- [Task to complete] Retype everything in the entries that follow, exactly as shown.

BEGIN Working data

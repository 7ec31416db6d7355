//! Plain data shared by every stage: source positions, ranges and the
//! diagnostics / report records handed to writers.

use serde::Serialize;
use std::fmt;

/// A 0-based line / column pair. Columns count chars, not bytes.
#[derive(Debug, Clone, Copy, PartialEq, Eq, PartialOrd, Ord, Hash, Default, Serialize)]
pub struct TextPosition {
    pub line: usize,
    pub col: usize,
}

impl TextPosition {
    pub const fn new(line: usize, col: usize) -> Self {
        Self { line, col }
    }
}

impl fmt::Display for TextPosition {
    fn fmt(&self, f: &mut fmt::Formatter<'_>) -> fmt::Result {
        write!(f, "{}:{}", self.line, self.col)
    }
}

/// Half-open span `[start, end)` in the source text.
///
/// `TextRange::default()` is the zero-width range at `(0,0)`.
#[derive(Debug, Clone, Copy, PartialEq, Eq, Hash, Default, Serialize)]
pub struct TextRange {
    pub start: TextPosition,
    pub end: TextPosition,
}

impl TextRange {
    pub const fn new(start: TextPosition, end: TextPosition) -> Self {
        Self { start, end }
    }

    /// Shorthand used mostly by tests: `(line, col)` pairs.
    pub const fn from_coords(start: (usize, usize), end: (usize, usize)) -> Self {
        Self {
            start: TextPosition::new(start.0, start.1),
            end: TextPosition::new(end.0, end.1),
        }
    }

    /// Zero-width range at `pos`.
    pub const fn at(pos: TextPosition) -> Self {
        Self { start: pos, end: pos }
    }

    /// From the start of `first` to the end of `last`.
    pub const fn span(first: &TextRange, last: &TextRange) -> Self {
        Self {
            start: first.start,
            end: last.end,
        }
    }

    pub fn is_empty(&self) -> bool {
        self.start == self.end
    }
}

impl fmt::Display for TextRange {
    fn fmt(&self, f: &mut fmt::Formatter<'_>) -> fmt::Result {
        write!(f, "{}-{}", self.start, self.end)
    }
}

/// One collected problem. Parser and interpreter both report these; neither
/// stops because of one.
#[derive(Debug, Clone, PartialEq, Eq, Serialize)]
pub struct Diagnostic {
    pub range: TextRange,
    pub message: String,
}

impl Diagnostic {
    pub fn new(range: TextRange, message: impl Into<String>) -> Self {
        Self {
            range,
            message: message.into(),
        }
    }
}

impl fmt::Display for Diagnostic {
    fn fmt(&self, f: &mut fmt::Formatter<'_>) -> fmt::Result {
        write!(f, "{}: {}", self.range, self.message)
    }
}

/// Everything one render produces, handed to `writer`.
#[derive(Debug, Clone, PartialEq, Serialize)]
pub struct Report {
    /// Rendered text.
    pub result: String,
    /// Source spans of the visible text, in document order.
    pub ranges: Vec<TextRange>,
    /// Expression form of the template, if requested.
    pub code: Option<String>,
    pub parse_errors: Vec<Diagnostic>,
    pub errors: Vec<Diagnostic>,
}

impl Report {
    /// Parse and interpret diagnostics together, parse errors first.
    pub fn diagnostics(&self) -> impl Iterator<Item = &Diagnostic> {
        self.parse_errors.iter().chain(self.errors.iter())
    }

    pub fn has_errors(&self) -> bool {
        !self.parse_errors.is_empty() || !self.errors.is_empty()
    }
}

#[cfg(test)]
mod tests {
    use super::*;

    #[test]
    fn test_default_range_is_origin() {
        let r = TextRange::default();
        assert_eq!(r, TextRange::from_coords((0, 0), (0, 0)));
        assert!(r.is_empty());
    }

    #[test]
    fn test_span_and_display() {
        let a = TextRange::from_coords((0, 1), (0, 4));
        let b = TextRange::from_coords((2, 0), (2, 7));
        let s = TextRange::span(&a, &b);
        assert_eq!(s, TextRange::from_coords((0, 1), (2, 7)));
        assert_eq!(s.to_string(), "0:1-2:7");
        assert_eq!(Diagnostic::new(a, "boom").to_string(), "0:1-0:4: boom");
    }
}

END Working data

- [Exercise response]
repository 7ec31416db6d7355
//! Plain data shared by every stage: source positions, ranges and the
//! diagnostics / report records handed to writers.

use serde::Serialize;
use std::fmt;

/// A 0-based line / column pair. Columns count chars, not bytes.
#[derive(Debug, Clone, Copy, PartialEq, Eq, PartialOrd, Ord, Hash, Default, Serialize)]
pub struct TextPosition {
    pub line: usize,
    pub col: usize,
}

impl TextPosition {
    pub const fn new(line: usize, col: usize) -> Self {
        Self { line, col }
    }
}

impl fmt::Display for TextPosition {
    fn fmt(&self, f: &mut fmt::Formatter<'_>) -> fmt::Result {
        write!(f, "{}:{}", self.line, self.col)
    }
}

/// Half-open span `[start, end)` in the source text.
///
/// `TextRange::default()` is the zero-width range at `(0,0)`.
#[derive(Debug, Clone, Copy, PartialEq, Eq, Hash, Default, Serialize)]
pub struct TextRange {
    pub start: TextPosition,
    pub end: TextPosition,
}

impl TextRange {
    pub const fn new(start: TextPosition, end: TextPosition) -> Self {
        Self { start, end }
    }

    /// Shorthand used mostly by tests: `(line, col)` pairs.
    pub const fn from_coords(start: (usize, usize), end: (usize, usize)) -> Self {
        Self {
            start: TextPosition::new(start.0, start.1),
            end: TextPosition::new(end.0, end.1),
        }
    }

    /// Zero-width range at `pos`.
    pub const fn at(pos: TextPosition) -> Self {
        Self { start: pos, end: pos }
    }

    /// From the start of `first` to the end of `last`.
    pub const fn span(first: &TextRange, last: &TextRange) -> Self {
        Self {
            start: first.start,
            end: last.end,
        }
    }

    pub fn is_empty(&self) -> bool {
        self.start == self.end
    }
}

impl fmt::Display for TextRange {
    fn fmt(&self, f: &mut fmt::Formatter<'_>) -> fmt::Result {
        write!(f, "{}-{}", self.start, self.end)
    }
}

/// One collected problem. Parser and interpreter both report these; neither
/// stops because of one.
#[derive(Debug, Clone, PartialEq, Eq, Serialize)]
pub struct Diagnostic {
    pub range: TextRange,
    pub message: String,
}

impl Diagnostic {
    pub fn new(range: TextRange, message: impl Into<String>) -> Self {
        Self {
            range,
            message: message.into(),
        }
    }
}

impl fmt::Display for Diagnostic {
    fn fmt(&self, f: &mut fmt::Formatter<'_>) -> fmt::Result {
        write!(f, "{}: {}", self.range, self.message)
    }
}

/// Everything one render produces, handed to `writer`.
#[derive(Debug, Clone, PartialEq, Serialize)]
pub struct Report {
    /// Rendered text.
    pub result: String,
    /// Source spans of the visible text, in document order.
    pub ranges: Vec<TextRange>,
    /// Expression form of the template, if requested.
    pub code: Option<String>,
    pub parse_errors: Vec<Diagnostic>,
    pub errors: Vec<Diagnostic>,
}

impl Report {
    /// Parse and interpret diagnostics together, parse errors first.
    pub fn diagnostics(&self) -> impl Iterator<Item = &Diagnostic> {
        self.parse_errors.iter().chain(self.errors.iter())
    }

    pub fn has_errors(&self) -> bool {
        !self.parse_errors.is_empty() || !self.errors.is_empty()
    }
}

#[cfg(test)]
mod tests {
    use super::*;

    #[test]
    fn test_default_range_is_origin() {
        let r = TextRange::default();
        assert_eq!(r, TextRange::from_coords((0, 0), (0, 0)));
        assert!(r.is_empty());
    }

    #[test]
    fn test_span_and_display() {
        let a = TextRange::from_coords((0, 1), (0, 4));
        let b = TextRange::from_coords((2, 0), (2, 7));
        let s = TextRange::span(&a, &b);
        assert_eq!(s, TextRange::from_coords((0, 1), (2, 7)));
        assert_eq!(s.to_string(), "0:1-2:7");
        assert_eq!(Diagnostic::new(a, "boom").to_string(), "0:1-0:4: boom");
    }
}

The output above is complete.